What you give back should be exactly the opening lines of the data, ending with the line that contains "matches!(self, OutputFormat::Text)" and including it.

[RECORDS SUPPLIED Boundary: Start]

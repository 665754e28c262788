// Output formatting for CLI

use serde::Serialize;

#[derive(Clone, Copy)]
pub enum OutputFormat {
    Text,
    Json,
}

impl OutputFormat {
    pub fn from_str(s: &str) -> Self {
        match s {
            "json" => OutputFormat::Json,
            _ => OutputFormat::Text,
        }
    }

    pub fn print_value<T: Serialize>(&self, value: &T) -> anyhow::Result<()> {
        match self {
            OutputFormat::Json => {
                println!("{}", serde_json::to_string_pretty(value)?);
            }
            OutputFormat::Text => {
                // Text format is handled by each command
            }
        }
        Ok(())
    }

    pub fn is_text(&self) -> bool {
        matches!(self, OutputFormat::Text)
    }
}

/// Print a simple key-value pair for text output
pub fn print_field(label: &str, value: &str) {
    println!("{:<14} {}", format!("{}:", label), value);
}

/// Print a table header
pub fn print_table_header(columns: &[(&str, usize)]) {
    let header: String = columns
        .iter()
        .map(|(name, width)| format!("{:<width$}", name, width = width))
        .collect::<Vec<_>>()
        .join("  ");
    println!("{}", header);
}

/// Print a table row, truncating cells wider than their column
pub fn print_table_row(values: &[(&str, usize)]) {
    let row: String = values
        .iter()
        .map(|(val, width)| format!("{:<width$}", truncate(val, *width), width = width))
        .collect::<Vec<_>>()
        .join("  ");
    println!("{}", row);
}

fn truncate(value: &str, width: usize) -> String {
    if value.chars().count() <= width {
        return value.to_string();
    }
    let kept: String = value.chars().take(width.saturating_sub(3)).collect();
    format!("{}...", kept)
}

[RECORDS SUPPLIED Boundary: End]

SOLUTION FOR THIS TASK —
repository 665754e28c262788
// Output formatting for CLI

use serde::Serialize;

#[derive(Clone, Copy)]
pub enum OutputFormat {
    Text,
    Json,
}

impl OutputFormat {
    pub fn from_str(s: &str) -> Self {
        match s {
            "json" => OutputFormat::Json,
            _ => OutputFormat::Text,
        }
    }

    pub fn print_value<T: Serialize>(&self, value: &T) -> anyhow::Result<()> {
        match self {
            OutputFormat::Json => {
                println!("{}", serde_json::to_string_pretty(value)?);
            }
            OutputFormat::Text => {
                // Text format is handled by each command
            }
        }
        Ok(())
    }

    pub fn is_text(&self) -> bool {
        matches!(self, OutputFormat::Text)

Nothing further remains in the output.